▸ **Saved data entries**:
####################

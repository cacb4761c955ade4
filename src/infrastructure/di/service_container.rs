//! Service container for dependency injection
//!
//! Wires up all services with their dependencies.

use std::sync::Arc;

use crate::application::services::ListingService;
use crate::config::Settings;
use crate::infrastructure::traits::{FileSystem, RealFileSystem};

/// Container holding all application services.
pub struct ServiceContainer {
    /// Application settings
    pub settings: Arc<Settings>,

    /// Listing loading and tree building
    pub listing: ListingService,
}

impl ServiceContainer {
    /// Create a new service container with real implementations.
    pub fn new(settings: Settings) -> Self {
        Self::with_deps(settings, Arc::new(RealFileSystem))
    }

    /// Create a service container with custom dependencies (for testing).
    pub fn with_deps(settings: Settings, fs: Arc<dyn FileSystem>) -> Self {
        let settings = Arc::new(settings);
        let listing = ListingService::new(fs, Arc::clone(&settings));

        Self { settings, listing }
    }
}
//! Database operations for the task list.
//!
//! This module provides the `Database` struct holding the ordered task sequence,
//! its JSON persistence, the positional operations the menu handlers build on,
//! and the numbered listing renderer.

use std::fs::{self, File};
use std::io::{Read, Write};
use std::path::{Path, PathBuf};

use serde::{Deserialize, Serialize};
use tracing::debug;

use crate::fields::Filter;
use crate::task::Task;

/// Placeholder shown when the list has no tasks at all.
pub const EMPTY_LIST: &str = "  📭 No tasks yet. Add one!";
/// Placeholder shown when tasks exist but none pass the filter.
pub const NO_MATCHES: &str = "  (no tasks match this filter)";

/// Failures reading or writing the storage file.
#[derive(Debug, thiserror::Error)]
pub enum DbError {
    #[error("could not read {path}: {source}")]
    Read {
        path: PathBuf,
        source: std::io::Error,
    },
    #[error("could not parse {path}: {source}")]
    Parse {
        path: PathBuf,
        source: serde_json::Error,
    },
    #[error("invalid task #{position} in {path}: {reason}")]
    Invalid {
        path: PathBuf,
        position: usize,
        reason: String,
    },
    #[error("could not write {path}: {source}")]
    Write {
        path: PathBuf,
        source: std::io::Error,
    },
    #[error("could not serialize tasks: {0}")]
    Serialize(#[source] serde_json::Error),
}

/// Rejected user input. The list is left untouched.
#[derive(Debug, Clone, PartialEq, Eq, thiserror::Error)]
pub enum TaskError {
    #[error("Task title cannot be empty.")]
    EmptyTitle,
    #[error("Please enter a valid number.")]
    NotANumber(String),
    #[error("Invalid number.")]
    OutOfRange { index: i64, len: usize },
}

/// In-memory task list. Serialized as a bare JSON array.
#[derive(Debug, Default, Clone, PartialEq, Eq, Serialize, Deserialize)]
#[serde(transparent)]
pub struct Database {
    pub tasks: Vec<Task>,
}

impl Database {
    /// Load the task list from a JSON file. A missing file yields an empty list.
    pub fn load(path: &Path) -> Result<Self, DbError> {
        if !path.exists() {
            debug!(path = %path.display(), "no storage file, starting empty");
            return Ok(Database::default());
        }
        let mut buf = String::new();
        File::open(path)
            .and_then(|mut f| f.read_to_string(&mut buf))
            .map_err(|source| DbError::Read { path: path.to_path_buf(), source })?;
        let db: Database = serde_json::from_str(&buf)
            .map_err(|source| DbError::Parse { path: path.to_path_buf(), source })?;
        db.validate(path)?;
        debug!(path = %path.display(), count = db.tasks.len(), "loaded tasks");
        Ok(db)
    }

    fn validate(&self, path: &Path) -> Result<(), DbError> {
        for (i, task) in self.tasks.iter().enumerate() {
            if task.title.trim().is_empty() {
                return Err(DbError::Invalid {
                    path: path.to_path_buf(),
                    position: i + 1,
                    reason: "title is empty".into(),
                });
            }
        }
        Ok(())
    }

    /// Save the whole list as pretty JSON, writing a temp file and renaming it over `path`.
    pub fn save(&self, path: &Path) -> Result<(), DbError> {
        let data = serde_json::to_string_pretty(self).map_err(DbError::Serialize)?;
        let tmp = temp_path(path);
        let written = File::create(&tmp)
            .and_then(|mut f| {
                f.write_all(data.as_bytes())?;
                f.flush()
            })
            .and_then(|_| fs::rename(&tmp, path));
        if let Err(source) = written {
            let _ = fs::remove_file(&tmp);
            return Err(DbError::Write { path: path.to_path_buf(), source });
        }
        debug!(path = %path.display(), count = self.tasks.len(), "saved tasks");
        Ok(())
    }

    pub fn len(&self) -> usize {
        self.tasks.len()
    }

    pub fn is_empty(&self) -> bool {
        self.tasks.is_empty()
    }

    /// Get a task by 1-based position.
    #[cfg(test)]
    pub fn get(&self, position: usize) -> Option<&Task> {
        position.checked_sub(1).and_then(|i| self.tasks.get(i))
    }

    /// Append a new pending task. The title is trimmed and must not be empty.
    pub fn add(&mut self, title: &str) -> Result<&Task, TaskError> {
        let title = title.trim();
        if title.is_empty() {
            return Err(TaskError::EmptyTitle);
        }
        self.tasks.push(Task::new(title));
        Ok(&self.tasks[self.tasks.len() - 1])
    }

    /// Parse user input as a 1-based position into the current list.
    pub fn resolve_position(&self, input: &str) -> Result<usize, TaskError> {
        let input = input.trim();
        let index: i64 = input
            .parse()
            .map_err(|_| TaskError::NotANumber(input.to_string()))?;
        let len = self.tasks.len();
        if index < 1 || index as u64 > len as u64 {
            return Err(TaskError::OutOfRange { index, len });
        }
        Ok(index as usize)
    }

    fn check_position(&self, position: usize) -> Result<usize, TaskError> {
        let len = self.tasks.len();
        if position == 0 || position > len {
            return Err(TaskError::OutOfRange { index: position as i64, len });
        }
        Ok(position - 1)
    }

    /// Mark the task at a 1-based position as done.
    pub fn complete(&mut self, position: usize) -> Result<&Task, TaskError> {
        let i = self.check_position(position)?;
        self.tasks[i].done = true;
        Ok(&self.tasks[i])
    }

    /// Remove and return the task at a 1-based position. Later positions shift down.
    pub fn delete(&mut self, position: usize) -> Result<Task, TaskError> {
        let i = self.check_position(position)?;
        Ok(self.tasks.remove(i))
    }

    /// Drop every done task and return how many were removed.
    pub fn clear_completed(&mut self) -> usize {
        let before = self.tasks.len();
        self.tasks.retain(|t| !t.done);
        before - self.tasks.len()
    }

    /// Numbered listing of the tasks passing `filter`, one line per task.
    ///
    /// Numbers are positions in the full list, so a filtered view can still be
    /// used to pick the index for complete or delete.
    pub fn render(&self, filter: Filter) -> String {
        if self.tasks.is_empty() {
            return format!("{EMPTY_LIST}\n");
        }
        let mut out = String::new();
        for (i, t) in self.tasks.iter().enumerate() {
            if !filter.matches(t.done) {
                continue;
            }
            out.push_str(&format!(
                "  {:>2}. {} {:<35} {}\n",
                i + 1,
                t.mark(),
                t.title,
                t.created
            ));
        }
        if out.is_empty() {
            out.push_str(NO_MATCHES);
            out.push('\n');
        }
        out
    }
}

/// Sibling temp file used for the write-then-rename in [`Database::save`].
fn temp_path(path: &Path) -> PathBuf {
    match path.file_name() {
        Some(name) => {
            let mut name = name.to_os_string();
            name.push(".tmp");
            path.with_file_name(name)
        }
        None => path.with_extension("tmp"),
    }
}
use std::path::PathBuf;

use clap::Parser;

/// Menu-driven to-do list.
/// Storage defaults to ./tasks.json or a path passed via --db.
#[derive(Parser, Debug)]
#[command(name = "todo", version, about = "Console to-do list that saves after every change")]
pub struct Cli {
    /// Path to the JSON task file.
    #[arg(long, default_value = "tasks.json")]
    pub db: PathBuf,

    /// Log debug events to stderr.
    #[arg(short, long)]
    pub verbose: bool,
}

####################

▸ **Brief**:
Retype the records above in full, exactly.

▸ **Answer space**:
repository cacb4761c955ade4
filename src/infrastructure/di/service_container.rs
//! Service container for dependency injection
//!
//! Wires up all services with their dependencies.

use std::sync::Arc;

use crate::application::services::ListingService;
use crate::config::Settings;
use crate::infrastructure::traits::{FileSystem, RealFileSystem};

/// Container holding all application services.
pub struct ServiceContainer {
    /// Application settings
    pub settings: Arc<Settings>,

    /// Listing loading and tree building
    pub listing: ListingService,
}

impl ServiceContainer {
    /// Create a new service container with real implementations.
    pub fn new(settings: Settings) -> Self {
        Self::with_deps(settings, Arc::new(RealFileSystem))
    }

    /// Create a service container with custom dependencies (for testing).
    pub fn with_deps(settings: Settings, fs: Arc<dyn FileSystem>) -> Self {
        let settings = Arc::new(settings);
        let listing = ListingService::new(fs, Arc::clone(&settings));

        Self { settings, listing }
    }
}
//! Database operations for the task list.
//!
//! This module provides the `Database` struct holding the ordered task sequence,
//! its JSON persistence, the positional operations the menu handlers build on,
//! and the numbered listing renderer.

use std::fs::{self, File};
use std::io::{Read, Write};
use std::path::{Path, PathBuf};

use serde::{Deserialize, Serialize};
use tracing::debug;

use crate::fields::Filter;
use crate::task::Task;

/// Placeholder shown when the list has no tasks at all.
pub const EMPTY_LIST: &str = "  📭 No tasks yet. Add one!";
/// Placeholder shown when tasks exist but none pass the filter.
pub const NO_MATCHES: &str = "  (no tasks match this filter)";

/// Failures reading or writing the storage file.
#[derive(Debug, thiserror::Error)]
pub enum DbError {
    #[error("could not read {path}: {source}")]
    Read {
        path: PathBuf,
        source: std::io::Error,
    },
    #[error("could not parse {path}: {source}")]
    Parse {
        path: PathBuf,
        source: serde_json::Error,
    },
    #[error("invalid task #{position} in {path}: {reason}")]
    Invalid {
        path: PathBuf,
        position: usize,
        reason: String,
    },
    #[error("could not write {path}: {source}")]
    Write {
        path: PathBuf,
        source: std::io::Error,
    },
    #[error("could not serialize tasks: {0}")]
    Serialize(#[source] serde_json::Error),
}

/// Rejected user input. The list is left untouched.
#[derive(Debug, Clone, PartialEq, Eq, thiserror::Error)]
pub enum TaskError {
    #[error("Task title cannot be empty.")]
    EmptyTitle,
    #[error("Please enter a valid number.")]
    NotANumber(String),
    #[error("Invalid number.")]
    OutOfRange { index: i64, len: usize },
}

/// In-memory task list. Serialized as a bare JSON array.
#[derive(Debug, Default, Clone, PartialEq, Eq, Serialize, Deserialize)]
#[serde(transparent)]
pub struct Database {
    pub tasks: Vec<Task>,
}

impl Database {
    /// Load the task list from a JSON file. A missing file yields an empty list.
    pub fn load(path: &Path) -> Result<Self, DbError> {
        if !path.exists() {
            debug!(path = %path.display(), "no storage file, starting empty");
            return Ok(Database::default());
        }
        let mut buf = String::new();
        File::open(path)
            .and_then(|mut f| f.read_to_string(&mut buf))
            .map_err(|source| DbError::Read { path: path.to_path_buf(), source })?;
        let db: Database = serde_json::from_str(&buf)
            .map_err(|source| DbError::Parse { path: path.to_path_buf(), source })?;
        db.validate(path)?;
        debug!(path = %path.display(), count = db.tasks.len(), "loaded tasks");
        Ok(db)
    }

    fn validate(&self, path: &Path) -> Result<(), DbError> {
        for (i, task) in self.tasks.iter().enumerate() {
            if task.title.trim().is_empty() {
                return Err(DbError::Invalid {
                    path: path.to_path_buf(),
                    position: i + 1,
                    reason: "title is empty".into(),
                });
            }
        }
        Ok(())
    }

    /// Save the whole list as pretty JSON, writing a temp file and renaming it over `path`.
    pub fn save(&self, path: &Path) -> Result<(), DbError> {
        let data = serde_json::to_string_pretty(self).map_err(DbError::Serialize)?;
        let tmp = temp_path(path);
        let written = File::create(&tmp)
            .and_then(|mut f| {
                f.write_all(data.as_bytes())?;
                f.flush()
            })
            .and_then(|_| fs::rename(&tmp, path));
        if let Err(source) = written {
            let _ = fs::remove_file(&tmp);
            return Err(DbError::Write { path: path.to_path_buf(), source });
        }
        debug!(path = %path.display(), count = self.tasks.len(), "saved tasks");
        Ok(())
    }

    pub fn len(&self) -> usize {
        self.tasks.len()
    }

    pub fn is_empty(&self) -> bool {
        self.tasks.is_empty()
    }

    /// Get a task by 1-based position.
    #[cfg(test)]
    pub fn get(&self, position: usize) -> Option<&Task> {
        position.checked_sub(1).and_then(|i| self.tasks.get(i))
    }

    /// Append a new pending task. The title is trimmed and must not be empty.
    pub fn add(&mut self, title: &str) -> Result<&Task, TaskError> {
        let title = title.trim();
        if title.is_empty() {
            return Err(TaskError::EmptyTitle);
        }
        self.tasks.push(Task::new(title));
        Ok(&self.tasks[self.tasks.len() - 1])
    }

    /// Parse user input as a 1-based position into the current list.
    pub fn resolve_position(&self, input: &str) -> Result<usize, TaskError> {
        let input = input.trim();
        let index: i64 = input
            .parse()
            .map_err(|_| TaskError::NotANumber(input.to_string()))?;
        let len = self.tasks.len();
        if index < 1 || index as u64 > len as u64 {
            return Err(TaskError::OutOfRange { index, len });
        }
        Ok(index as usize)
    }

    fn check_position(&self, position: usize) -> Result<usize, TaskError> {
        let len = self.tasks.len();
        if position == 0 || position > len {
            return Err(TaskError::OutOfRange { index: position as i64, len });
        }
        Ok(position - 1)
    }

    /// Mark the task at a 1-based position as done.
    pub fn complete(&mut self, position: usize) -> Result<&Task, TaskError> {
        let i = self.check_position(position)?;
        self.tasks[i].done = true;
        Ok(&self.tasks[i])
    }

    /// Remove and return the task at a 1-based position. Later positions shift down.
    pub fn delete(&mut self, position: usize) -> Result<Task, TaskError> {
        let i = self.check_position(position)?;
        Ok(self.tasks.remove(i))
    }

    /// Drop every done task and return how many were removed.
    pub fn clear_completed(&mut self) -> usize {
        let before = self.tasks.len();
        self.tasks.retain(|t| !t.done);
        before - self.tasks.len()
    }

    /// Numbered listing of the tasks passing `filter`, one line per task.
    ///
    /// Numbers are positions in the full list, so a filtered view can still be
    /// used to pick the index for complete or delete.
    pub fn render(&self, filter: Filter) -> String {
        if self.tasks.is_empty() {
            return format!("{EMPTY_LIST}\n");
        }
        let mut out = String::new();
        for (i, t) in self.tasks.iter().enumerate() {
            if !filter.matches(t.done) {
                continue;
            }
            out.push_str(&format!(
                "  {:>2}. {} {:<35} {}\n",
                i + 1,
                t.mark(),
                t.title,
                t.created
            ));
        }
        if out.is_empty() {
            out.push_str(NO_MATCHES);
            out.push('\n');
        }
        out
    }
}

/// Sibling temp file used for the write-then-rename in [`Database::save`].
fn temp_path(path: &Path) -> PathBuf {
    match path.file_name() {
        Some(name) => {
            let mut name = name.to_os_string();
            name.push(".tmp");
            path.with_file_name(name)
        }
        None => path.with_extension("tmp"),
    }
}
use std::path::PathBuf;

use clap::Parser;

/// Menu-driven to-do list.
/// Storage defaults to ./tasks.json or a path passed via --db.
#[derive(Parser, Debug)]
#[command(name = "todo", version, about = "Console to-do list that saves after every change")]
pub struct Cli {
    /// Path to the JSON task file.
    #[arg(long, default_value = "tasks.json")]
    pub db: PathBuf,

    /// Log debug events to stderr.
    #[arg(short, long)]
    pub verbose: bool,
}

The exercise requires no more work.